Alternativa B — ❌ Incorreta
Afirma que a decisão está correta, tomando como início do período depurador a data da extinção da pena (26/05/2016). Isso contraria o art. 64, I, que manda computar o período de prova do livramento. A ré não é reincidente; portanto, o regime fechado é descabido.
Alternativa C — ❌ Incorreta
Reconhece que o período depurador foi atingido e que a ré é primária, mas sugere regime semiaberto porque a pena seria superior a 4 anos. A pena final (sem o indevido aumento por reincidência) é de 2 anos (mínimo do furto qualificado), inferior a 4 anos. Logo, o regime correto é o aberto, não o semiaberto.
Alternativa D — ❌ Incorreta
Afirma que a ré é reincidente e que, por ter pena inferior a 4 anos, caberia regime semiaberto com base na Súmula 269 do STJ. Primeiro, a ré não é reincidente (período depurador ultrapassou 5 anos). Segundo, mesmo que fosse reincidente, a Súmula 269 admite o semiaberto, mas a juíza impôs o fechado – o que não torna a decisão correta. O erro principal é considerar a reincidência.

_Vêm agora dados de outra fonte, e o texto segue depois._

//! DuckDB engine adapter.
//!
//! DuckDB is an in-process engine with a synchronous API: execution either
//! returns a result or raises, and read results come back through an explicit
//! row cursor. The adapter drains the cursor into an in-memory snapshot
//! before reporting completion, and releases it exactly once (on drop). The
//! engine does no parameter substitution here; bindings are embedded into the
//! SQL text before execution.

use anyhow::{Result, anyhow};
use duckdb::Connection;
use std::sync::Mutex;

use super::{EngineConnection, is_select, substitute_placeholders};
use crate::outcome::StatementOutcome;
use crate::row::{ColumnInfo, Row, RowSet, Value};
use crate::types::{DatabaseConfig, EngineKind};
use async_trait::async_trait;

/// DuckDB connection opened from a [`DatabaseConfig`].
///
/// The database file is `<data_dir>/<name>.duckdb`, created on first open.
pub struct DuckDbEngine {
    connection: Mutex<Connection>,
}

impl std::fmt::Debug for DuckDbEngine {
    fn fmt(&self, f: &mut std::fmt::Formatter<'_>) -> std::fmt::Result {
        f.debug_struct("DuckDbEngine")
            .field("connection", &"<Connection>")
            .finish()
    }
}

impl DuckDbEngine {
    /// Open the database file, creating it if missing.
    pub async fn open(config: &DatabaseConfig) -> Result<Self> {
        let path = config.file_path("duckdb");

        let connection = smol::unblock(move || {
            Connection::open(&path).map_err(|e| anyhow!("failed to open DuckDB file: {}", e))
        })
        .await?;

        tracing::info!("opened DuckDB database");
        Ok(Self {
            connection: Mutex::new(connection),
        })
    }

    /// Drain a read statement's cursor into a snapshot.
    fn run_select_sync(conn: &Connection, sql: &str) -> StatementOutcome {
        let result = (|| -> Result<RowSet, duckdb::Error> {
            let mut stmt = conn.prepare(sql)?;
            let columns = build_column_info(&stmt);
            let column_count = columns.len();

            let mut rows = Vec::new();
            let mut cursor = stmt.query([])?;
            while let Some(row) = cursor.next()? {
                rows.push(convert_row(row, column_count));
            }
            // cursor and statement released here, once

            Ok(RowSet::new(columns, rows))
        })();

        match result {
            Ok(rows) => StatementOutcome::with_rows(sql, rows),
            Err(e) => StatementOutcome::failed(sql, e),
        }
    }

    fn run_modification_sync(conn: &Connection, sql: &str) -> StatementOutcome {
        match conn.execute(sql, []) {
            Ok(_affected) => StatementOutcome::ok(sql),
            Err(e) => StatementOutcome::failed(sql, e),
        }
    }
}

#[async_trait]
impl EngineConnection for DuckDbEngine {
    fn kind(&self) -> EngineKind {
        EngineKind::DuckDb
    }

    async fn execute(&self, sql: &str, bindings: &[Value]) -> StatementOutcome {
        // No engine-side binding: parameters go into the text
        let sql = substitute_placeholders(sql, bindings);
        tracing::debug!("duckdb execute: {}", sql);

        let guard = match self.connection.lock() {
            Ok(guard) => guard,
            Err(_) => return StatementOutcome::failed(sql.as_str(), "connection lock poisoned"),
        };

        // DuckDB is synchronous; run inline while holding the lock
        if is_select(&sql) {
            Self::run_select_sync(&guard, &sql)
        } else {
            Self::run_modification_sync(&guard, &sql)
        }
    }

    async fn ping(&self) -> bool {
        let Ok(guard) = self.connection.lock() else {
            return false;
        };
        guard
            .prepare("SELECT 1")
            .and_then(|mut stmt| stmt.query([]).map(|_| ()))
            .is_ok()
    }
}

// Connection is not Sync; all access goes through the Mutex
unsafe impl Send for DuckDbEngine {}
unsafe impl Sync for DuckDbEngine {}

fn build_column_info(stmt: &duckdb::Statement<'_>) -> Vec<ColumnInfo> {
    let count = stmt.column_count();
    (0..count)
        .map(|i| {
            let name = stmt.column_name(i).map_or("?", |v| v).to_string();
            let type_name = format!("{:?}", stmt.column_type(i));
            ColumnInfo::new(name, type_name, i)
        })
        .collect()
}

fn convert_row(row: &duckdb::Row<'_>, column_count: usize) -> Row {
    let values = (0..column_count)
        .map(|i| match row.get_ref(i) {
            Ok(value_ref) => value_ref_to_value(value_ref),
            Err(_) => Value::Null,
        })
        .collect();
    Row::new(values)
}

/// Collapse a DuckDB value into [`Value`]. Exotic types (intervals, nested
/// lists, structs) are carried as their debug text.
fn value_ref_to_value(value_ref: duckdb::types::ValueRef<'_>) -> Value {
    use duckdb::types::ValueRef;

    match value_ref {
        ValueRef::Null => Value::Null,
        ValueRef::Boolean(b) => Value::Bool(b),
        ValueRef::TinyInt(i) => Value::Int64(i as i64),
        ValueRef::SmallInt(i) => Value::Int64(i as i64),
        ValueRef::Int(i) => Value::Int64(i as i64),
        ValueRef::BigInt(i) => Value::Int64(i),
        ValueRef::HugeInt(i) => i64::try_from(i)
            .map(Value::Int64)
            .unwrap_or_else(|_| Value::Text(i.to_string())),
        ValueRef::UTinyInt(i) => Value::Int64(i as i64),
        ValueRef::USmallInt(i) => Value::Int64(i as i64),
        ValueRef::UInt(i) => Value::Int64(i as i64),
        ValueRef::UBigInt(i) => i64::try_from(i)
            .map(Value::Int64)
            .unwrap_or_else(|_| Value::Text(i.to_string())),
        ValueRef::Float(f) => Value::Float64(f as f64),
        ValueRef::Double(f) => Value::Float64(f),
        ValueRef::Text(bytes) => Value::Text(String::from_utf8_lossy(bytes).to_string()),
        ValueRef::Blob(bytes) => Value::Bytes(bytes.to_vec()),
        other => Value::Text(format!("{:?}", other)),
    }
}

Alternativa E — ❌ Incorreta
Considera a decisão correta e toma como início do período depurador a data de término do livramento (21/03/2015). O art. 64, I, inclui o período de prova, portanto o marco inicial é 21/03/2011. A ré é primária, e o regime fechado é indevido.
NÃO CAIA NESSA!
A banca tenta fazer o candidato acreditar que o período depurador começa apenas após a extinção formal da pena (26/05/2016) ou após o fim do livramento (21/03/2015). A lei manda computar o período de prova do livramento, retroagindo o início a 21/03/2011. Com esse erro, o candidato julga a ré reincidente e escolhe a alternativa B ou E. O segredo é ler o art. 64, I, até o final: "computado o período de prova da suspensão ou do livramento condicional".
Conclusão: A decisão judicial está errada, pois a reincidência foi indevidamente reconhecida. Vanessa é primária, e o regime inicial deve ser o aberto.